Exercise
Once you reach the line containing "ids.len() as u64);" in the data below, restate each line word for word up to and including the one containing "self.posts.get_info(chunk)".

Record set
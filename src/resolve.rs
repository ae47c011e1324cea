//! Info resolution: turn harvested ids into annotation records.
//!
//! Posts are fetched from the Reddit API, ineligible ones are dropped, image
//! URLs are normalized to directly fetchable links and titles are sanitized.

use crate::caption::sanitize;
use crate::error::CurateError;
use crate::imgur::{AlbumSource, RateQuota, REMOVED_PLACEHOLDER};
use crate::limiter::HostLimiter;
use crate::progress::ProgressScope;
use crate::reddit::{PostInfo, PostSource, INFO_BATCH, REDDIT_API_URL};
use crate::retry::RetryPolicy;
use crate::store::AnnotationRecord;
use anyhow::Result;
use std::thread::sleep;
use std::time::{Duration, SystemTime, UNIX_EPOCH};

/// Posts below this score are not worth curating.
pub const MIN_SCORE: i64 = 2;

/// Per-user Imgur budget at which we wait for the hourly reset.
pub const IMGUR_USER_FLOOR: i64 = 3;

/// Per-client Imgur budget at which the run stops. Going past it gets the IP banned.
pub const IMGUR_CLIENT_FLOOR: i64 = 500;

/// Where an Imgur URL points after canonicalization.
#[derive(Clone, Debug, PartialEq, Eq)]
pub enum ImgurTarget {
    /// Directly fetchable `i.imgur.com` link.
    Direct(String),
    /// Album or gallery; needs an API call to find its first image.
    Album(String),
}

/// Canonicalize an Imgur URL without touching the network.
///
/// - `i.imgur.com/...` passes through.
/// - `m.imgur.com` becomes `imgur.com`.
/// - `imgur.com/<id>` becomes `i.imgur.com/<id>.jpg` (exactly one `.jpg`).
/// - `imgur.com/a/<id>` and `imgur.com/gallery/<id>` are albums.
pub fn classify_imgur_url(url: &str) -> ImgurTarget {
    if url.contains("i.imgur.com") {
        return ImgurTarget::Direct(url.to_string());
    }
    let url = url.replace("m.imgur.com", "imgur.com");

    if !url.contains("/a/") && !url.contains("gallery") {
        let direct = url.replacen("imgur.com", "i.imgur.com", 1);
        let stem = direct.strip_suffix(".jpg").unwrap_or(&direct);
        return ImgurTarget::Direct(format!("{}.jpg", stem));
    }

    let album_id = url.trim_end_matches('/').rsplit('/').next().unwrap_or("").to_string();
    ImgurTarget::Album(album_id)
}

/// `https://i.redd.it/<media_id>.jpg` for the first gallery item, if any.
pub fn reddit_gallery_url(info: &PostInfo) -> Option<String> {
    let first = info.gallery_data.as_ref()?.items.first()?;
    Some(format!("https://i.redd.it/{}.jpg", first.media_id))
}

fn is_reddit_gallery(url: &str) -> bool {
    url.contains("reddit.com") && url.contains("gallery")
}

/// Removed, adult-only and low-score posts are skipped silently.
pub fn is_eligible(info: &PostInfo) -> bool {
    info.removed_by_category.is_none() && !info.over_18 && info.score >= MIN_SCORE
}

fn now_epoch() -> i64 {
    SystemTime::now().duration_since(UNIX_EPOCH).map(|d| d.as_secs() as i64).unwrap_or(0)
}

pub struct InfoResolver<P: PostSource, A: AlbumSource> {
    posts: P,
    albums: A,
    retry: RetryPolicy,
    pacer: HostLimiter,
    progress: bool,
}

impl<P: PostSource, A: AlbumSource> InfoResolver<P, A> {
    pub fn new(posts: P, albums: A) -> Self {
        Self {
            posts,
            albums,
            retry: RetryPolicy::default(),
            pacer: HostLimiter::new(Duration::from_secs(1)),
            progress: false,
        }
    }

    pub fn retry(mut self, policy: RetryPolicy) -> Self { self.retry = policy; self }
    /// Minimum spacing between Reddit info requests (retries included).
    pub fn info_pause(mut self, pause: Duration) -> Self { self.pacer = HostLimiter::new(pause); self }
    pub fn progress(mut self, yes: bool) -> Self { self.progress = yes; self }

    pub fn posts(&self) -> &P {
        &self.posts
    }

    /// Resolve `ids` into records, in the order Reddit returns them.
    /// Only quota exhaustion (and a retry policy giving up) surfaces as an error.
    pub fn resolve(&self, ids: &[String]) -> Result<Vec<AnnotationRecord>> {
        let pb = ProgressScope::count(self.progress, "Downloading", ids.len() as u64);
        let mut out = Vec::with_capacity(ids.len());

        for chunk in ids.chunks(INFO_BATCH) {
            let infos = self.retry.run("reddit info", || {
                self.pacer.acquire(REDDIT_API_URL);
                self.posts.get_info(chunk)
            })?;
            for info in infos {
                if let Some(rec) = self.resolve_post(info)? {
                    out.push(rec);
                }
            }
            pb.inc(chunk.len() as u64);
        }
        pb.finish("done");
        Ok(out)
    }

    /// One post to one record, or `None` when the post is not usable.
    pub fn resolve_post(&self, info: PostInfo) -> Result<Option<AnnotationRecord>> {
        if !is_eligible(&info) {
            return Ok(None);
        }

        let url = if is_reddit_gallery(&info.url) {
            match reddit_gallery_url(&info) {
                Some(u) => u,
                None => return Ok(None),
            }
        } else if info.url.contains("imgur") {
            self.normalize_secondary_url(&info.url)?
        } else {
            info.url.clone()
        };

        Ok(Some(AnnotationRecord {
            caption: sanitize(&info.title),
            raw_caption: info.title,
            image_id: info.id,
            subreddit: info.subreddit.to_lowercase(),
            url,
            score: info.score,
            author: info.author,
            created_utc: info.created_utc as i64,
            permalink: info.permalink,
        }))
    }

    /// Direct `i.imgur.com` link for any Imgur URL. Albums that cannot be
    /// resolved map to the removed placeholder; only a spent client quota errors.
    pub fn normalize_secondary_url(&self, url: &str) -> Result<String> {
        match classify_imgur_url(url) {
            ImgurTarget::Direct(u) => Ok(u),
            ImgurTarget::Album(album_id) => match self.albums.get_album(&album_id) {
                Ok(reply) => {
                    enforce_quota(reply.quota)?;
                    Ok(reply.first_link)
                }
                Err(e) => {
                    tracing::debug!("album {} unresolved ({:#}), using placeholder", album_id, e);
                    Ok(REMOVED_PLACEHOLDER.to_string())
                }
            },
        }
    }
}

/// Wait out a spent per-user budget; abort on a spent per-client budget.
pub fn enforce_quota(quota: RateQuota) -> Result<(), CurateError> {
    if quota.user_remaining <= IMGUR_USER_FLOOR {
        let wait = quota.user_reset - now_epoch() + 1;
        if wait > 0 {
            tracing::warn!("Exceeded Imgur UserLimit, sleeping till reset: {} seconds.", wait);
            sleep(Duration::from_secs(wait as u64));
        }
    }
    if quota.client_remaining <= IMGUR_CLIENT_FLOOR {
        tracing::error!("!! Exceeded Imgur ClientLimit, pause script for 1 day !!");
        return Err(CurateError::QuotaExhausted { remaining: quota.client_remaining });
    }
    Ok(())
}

Answer area
        let pb = ProgressScope::count(self.progress, "Downloading", ids.len() as u64);
        let mut out = Vec::with_capacity(ids.len());

        for chunk in ids.chunks(INFO_BATCH) {
            let infos = self.retry.run("reddit info", || {
                self.pacer.acquire(REDDIT_API_URL);
                self.posts.get_info(chunk)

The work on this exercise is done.